Dataset entries:
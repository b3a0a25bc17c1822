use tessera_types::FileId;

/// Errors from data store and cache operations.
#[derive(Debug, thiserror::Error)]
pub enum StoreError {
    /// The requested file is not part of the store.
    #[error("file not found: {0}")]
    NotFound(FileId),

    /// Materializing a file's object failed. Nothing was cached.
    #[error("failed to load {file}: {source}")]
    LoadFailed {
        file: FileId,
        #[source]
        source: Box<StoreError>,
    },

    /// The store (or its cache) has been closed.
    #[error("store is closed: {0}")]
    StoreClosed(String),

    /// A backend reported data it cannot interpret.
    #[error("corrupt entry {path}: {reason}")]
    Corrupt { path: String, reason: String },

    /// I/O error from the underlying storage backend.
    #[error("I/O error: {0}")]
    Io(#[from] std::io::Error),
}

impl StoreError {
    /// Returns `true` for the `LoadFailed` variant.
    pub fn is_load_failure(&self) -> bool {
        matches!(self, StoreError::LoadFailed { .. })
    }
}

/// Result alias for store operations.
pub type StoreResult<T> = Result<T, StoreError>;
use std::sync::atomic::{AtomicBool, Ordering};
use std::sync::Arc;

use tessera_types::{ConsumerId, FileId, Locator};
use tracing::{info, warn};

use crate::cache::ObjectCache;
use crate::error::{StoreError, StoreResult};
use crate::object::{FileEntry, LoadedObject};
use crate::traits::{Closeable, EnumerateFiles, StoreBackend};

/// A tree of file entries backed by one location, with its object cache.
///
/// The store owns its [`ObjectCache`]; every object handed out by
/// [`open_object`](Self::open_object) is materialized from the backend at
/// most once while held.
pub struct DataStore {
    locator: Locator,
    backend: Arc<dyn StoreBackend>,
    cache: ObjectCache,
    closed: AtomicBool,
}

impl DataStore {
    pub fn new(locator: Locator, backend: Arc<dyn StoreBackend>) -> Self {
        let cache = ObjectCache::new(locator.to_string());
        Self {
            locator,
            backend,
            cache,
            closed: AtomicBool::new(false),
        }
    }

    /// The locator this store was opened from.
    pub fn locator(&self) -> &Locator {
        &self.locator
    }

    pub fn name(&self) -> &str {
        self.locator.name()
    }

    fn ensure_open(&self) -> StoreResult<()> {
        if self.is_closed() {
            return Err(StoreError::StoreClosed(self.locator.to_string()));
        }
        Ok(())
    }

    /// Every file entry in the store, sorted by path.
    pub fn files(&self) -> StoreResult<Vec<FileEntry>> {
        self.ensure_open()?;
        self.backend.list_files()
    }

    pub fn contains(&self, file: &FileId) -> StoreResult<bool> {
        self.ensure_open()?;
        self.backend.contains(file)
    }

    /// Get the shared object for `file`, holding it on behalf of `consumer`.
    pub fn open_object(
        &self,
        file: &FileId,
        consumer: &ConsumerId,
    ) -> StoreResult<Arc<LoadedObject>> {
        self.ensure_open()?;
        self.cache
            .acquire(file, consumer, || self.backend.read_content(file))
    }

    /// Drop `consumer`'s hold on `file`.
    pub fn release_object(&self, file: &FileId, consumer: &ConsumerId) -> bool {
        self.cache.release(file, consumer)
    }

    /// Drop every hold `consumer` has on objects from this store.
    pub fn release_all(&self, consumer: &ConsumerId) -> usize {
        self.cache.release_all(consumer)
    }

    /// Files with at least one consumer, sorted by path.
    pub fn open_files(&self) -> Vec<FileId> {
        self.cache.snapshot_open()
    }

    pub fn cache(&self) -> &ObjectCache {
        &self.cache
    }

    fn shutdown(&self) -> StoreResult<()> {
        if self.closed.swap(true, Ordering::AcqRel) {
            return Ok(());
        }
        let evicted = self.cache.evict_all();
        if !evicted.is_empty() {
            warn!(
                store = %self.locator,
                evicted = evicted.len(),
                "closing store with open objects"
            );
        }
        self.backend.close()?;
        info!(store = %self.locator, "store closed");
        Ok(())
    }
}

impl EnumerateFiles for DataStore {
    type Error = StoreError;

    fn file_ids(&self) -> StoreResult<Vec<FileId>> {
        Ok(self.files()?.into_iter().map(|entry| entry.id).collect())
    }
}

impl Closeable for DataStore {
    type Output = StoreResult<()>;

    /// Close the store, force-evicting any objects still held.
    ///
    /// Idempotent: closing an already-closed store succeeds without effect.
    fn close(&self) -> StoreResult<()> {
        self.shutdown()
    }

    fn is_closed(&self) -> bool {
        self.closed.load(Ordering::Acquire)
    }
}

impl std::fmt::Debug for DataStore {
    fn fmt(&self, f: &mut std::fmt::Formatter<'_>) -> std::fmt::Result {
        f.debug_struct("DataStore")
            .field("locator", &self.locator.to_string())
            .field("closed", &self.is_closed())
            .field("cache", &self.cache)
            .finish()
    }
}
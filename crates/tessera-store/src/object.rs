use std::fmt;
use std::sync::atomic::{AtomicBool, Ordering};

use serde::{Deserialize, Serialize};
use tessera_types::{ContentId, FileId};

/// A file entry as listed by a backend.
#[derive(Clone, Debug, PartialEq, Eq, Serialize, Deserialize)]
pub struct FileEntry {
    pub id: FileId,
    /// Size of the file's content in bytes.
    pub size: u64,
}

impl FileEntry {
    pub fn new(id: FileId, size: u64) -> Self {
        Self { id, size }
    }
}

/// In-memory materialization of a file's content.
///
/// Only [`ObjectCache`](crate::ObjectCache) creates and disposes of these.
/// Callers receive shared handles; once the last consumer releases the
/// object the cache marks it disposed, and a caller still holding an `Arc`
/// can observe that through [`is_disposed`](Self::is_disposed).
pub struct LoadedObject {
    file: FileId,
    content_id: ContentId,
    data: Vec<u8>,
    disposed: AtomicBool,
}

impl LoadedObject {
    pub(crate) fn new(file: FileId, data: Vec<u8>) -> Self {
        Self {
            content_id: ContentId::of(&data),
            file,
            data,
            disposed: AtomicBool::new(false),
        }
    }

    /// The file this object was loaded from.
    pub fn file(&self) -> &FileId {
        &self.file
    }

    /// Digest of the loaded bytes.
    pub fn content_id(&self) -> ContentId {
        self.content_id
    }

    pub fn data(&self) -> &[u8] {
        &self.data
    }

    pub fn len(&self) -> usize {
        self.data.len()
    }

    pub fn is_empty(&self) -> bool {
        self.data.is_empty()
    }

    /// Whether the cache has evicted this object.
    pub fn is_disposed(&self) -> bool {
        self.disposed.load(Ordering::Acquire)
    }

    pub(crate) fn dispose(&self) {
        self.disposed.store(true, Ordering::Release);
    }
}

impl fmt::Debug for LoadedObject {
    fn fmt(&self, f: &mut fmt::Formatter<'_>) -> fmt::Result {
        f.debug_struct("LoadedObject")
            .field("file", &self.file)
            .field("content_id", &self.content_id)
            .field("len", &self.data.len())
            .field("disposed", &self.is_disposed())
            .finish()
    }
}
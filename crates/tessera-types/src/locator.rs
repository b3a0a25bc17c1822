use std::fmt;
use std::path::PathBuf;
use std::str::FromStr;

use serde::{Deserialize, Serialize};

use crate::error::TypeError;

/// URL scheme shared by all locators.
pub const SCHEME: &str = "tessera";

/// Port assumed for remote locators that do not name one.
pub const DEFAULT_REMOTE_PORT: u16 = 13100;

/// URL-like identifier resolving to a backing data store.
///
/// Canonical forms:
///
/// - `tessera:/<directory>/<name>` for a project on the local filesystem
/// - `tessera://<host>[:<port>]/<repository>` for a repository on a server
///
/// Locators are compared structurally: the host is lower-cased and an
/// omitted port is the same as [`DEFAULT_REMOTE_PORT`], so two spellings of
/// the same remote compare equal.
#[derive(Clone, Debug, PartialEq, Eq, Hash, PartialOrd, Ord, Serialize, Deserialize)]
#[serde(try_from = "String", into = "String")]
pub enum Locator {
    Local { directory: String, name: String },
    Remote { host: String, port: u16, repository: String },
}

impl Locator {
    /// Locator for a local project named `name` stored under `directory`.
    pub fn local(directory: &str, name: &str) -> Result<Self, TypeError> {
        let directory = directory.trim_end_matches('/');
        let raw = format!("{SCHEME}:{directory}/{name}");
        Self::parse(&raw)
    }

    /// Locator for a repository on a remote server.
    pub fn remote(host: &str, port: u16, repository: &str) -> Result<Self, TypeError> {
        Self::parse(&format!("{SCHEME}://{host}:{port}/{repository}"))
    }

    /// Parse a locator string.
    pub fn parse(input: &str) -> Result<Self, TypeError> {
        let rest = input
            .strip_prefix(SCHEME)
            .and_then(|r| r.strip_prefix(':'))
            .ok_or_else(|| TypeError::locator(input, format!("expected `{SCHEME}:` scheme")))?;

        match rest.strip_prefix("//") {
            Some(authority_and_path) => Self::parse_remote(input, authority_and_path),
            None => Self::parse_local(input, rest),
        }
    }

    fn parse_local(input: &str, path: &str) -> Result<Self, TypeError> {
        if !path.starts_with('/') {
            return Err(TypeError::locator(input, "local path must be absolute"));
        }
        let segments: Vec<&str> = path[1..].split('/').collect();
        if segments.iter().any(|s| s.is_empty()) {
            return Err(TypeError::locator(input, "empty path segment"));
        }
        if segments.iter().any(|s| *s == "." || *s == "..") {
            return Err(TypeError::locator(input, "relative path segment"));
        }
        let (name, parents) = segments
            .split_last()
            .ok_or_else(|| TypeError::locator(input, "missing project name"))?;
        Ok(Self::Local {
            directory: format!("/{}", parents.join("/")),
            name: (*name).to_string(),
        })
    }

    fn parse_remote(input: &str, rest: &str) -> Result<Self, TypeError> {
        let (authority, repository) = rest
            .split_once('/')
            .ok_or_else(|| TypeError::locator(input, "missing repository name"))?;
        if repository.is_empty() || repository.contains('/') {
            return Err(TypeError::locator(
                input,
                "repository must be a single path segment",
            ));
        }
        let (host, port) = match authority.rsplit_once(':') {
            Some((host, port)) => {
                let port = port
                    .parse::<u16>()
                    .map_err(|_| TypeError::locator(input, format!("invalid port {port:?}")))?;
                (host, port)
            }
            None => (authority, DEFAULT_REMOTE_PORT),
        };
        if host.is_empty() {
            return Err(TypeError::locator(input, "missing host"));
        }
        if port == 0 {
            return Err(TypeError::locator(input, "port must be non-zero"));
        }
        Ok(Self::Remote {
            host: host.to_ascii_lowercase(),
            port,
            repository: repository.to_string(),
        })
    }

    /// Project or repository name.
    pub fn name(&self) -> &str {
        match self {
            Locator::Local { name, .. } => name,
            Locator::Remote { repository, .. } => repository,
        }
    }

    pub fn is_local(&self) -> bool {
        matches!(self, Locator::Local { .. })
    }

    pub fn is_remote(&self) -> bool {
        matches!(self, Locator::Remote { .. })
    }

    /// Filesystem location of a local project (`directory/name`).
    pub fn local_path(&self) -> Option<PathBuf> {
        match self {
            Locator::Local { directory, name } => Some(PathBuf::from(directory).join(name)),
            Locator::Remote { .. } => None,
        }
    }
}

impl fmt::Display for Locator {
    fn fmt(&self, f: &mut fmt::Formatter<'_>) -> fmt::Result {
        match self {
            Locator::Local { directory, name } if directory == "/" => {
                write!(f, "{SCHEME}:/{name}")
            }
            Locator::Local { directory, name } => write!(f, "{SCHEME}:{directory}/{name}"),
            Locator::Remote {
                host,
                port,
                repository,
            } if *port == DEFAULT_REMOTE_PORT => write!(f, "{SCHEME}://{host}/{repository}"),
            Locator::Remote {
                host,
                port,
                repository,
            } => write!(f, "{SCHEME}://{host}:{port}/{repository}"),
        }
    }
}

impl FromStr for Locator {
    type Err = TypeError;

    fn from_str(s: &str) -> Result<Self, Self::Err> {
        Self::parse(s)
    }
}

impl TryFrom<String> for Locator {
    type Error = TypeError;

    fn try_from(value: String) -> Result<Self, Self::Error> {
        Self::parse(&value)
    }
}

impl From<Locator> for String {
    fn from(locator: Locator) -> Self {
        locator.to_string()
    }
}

Work to complete:
Only the lines from the beginning of the material to the line containing "handed out by" should be echoed, verbatim and in full.

Your solution:
repository b3a0a25bc17c1822
use tessera_types::FileId;

/// Errors from data store and cache operations.
#[derive(Debug, thiserror::Error)]
pub enum StoreError {
    /// The requested file is not part of the store.
    #[error("file not found: {0}")]
    NotFound(FileId),

    /// Materializing a file's object failed. Nothing was cached.
    #[error("failed to load {file}: {source}")]
    LoadFailed {
        file: FileId,
        #[source]
        source: Box<StoreError>,
    },

    /// The store (or its cache) has been closed.
    #[error("store is closed: {0}")]
    StoreClosed(String),

    /// A backend reported data it cannot interpret.
    #[error("corrupt entry {path}: {reason}")]
    Corrupt { path: String, reason: String },

    /// I/O error from the underlying storage backend.
    #[error("I/O error: {0}")]
    Io(#[from] std::io::Error),
}

impl StoreError {
    /// Returns `true` for the `LoadFailed` variant.
    pub fn is_load_failure(&self) -> bool {
        matches!(self, StoreError::LoadFailed { .. })
    }
}

/// Result alias for store operations.
pub type StoreResult<T> = Result<T, StoreError>;
use std::sync::atomic::{AtomicBool, Ordering};
use std::sync::Arc;

use tessera_types::{ConsumerId, FileId, Locator};
use tracing::{info, warn};

use crate::cache::ObjectCache;
use crate::error::{StoreError, StoreResult};
use crate::object::{FileEntry, LoadedObject};
use crate::traits::{Closeable, EnumerateFiles, StoreBackend};

/// A tree of file entries backed by one location, with its object cache.
///
/// The store owns its [`ObjectCache`]; every object handed out by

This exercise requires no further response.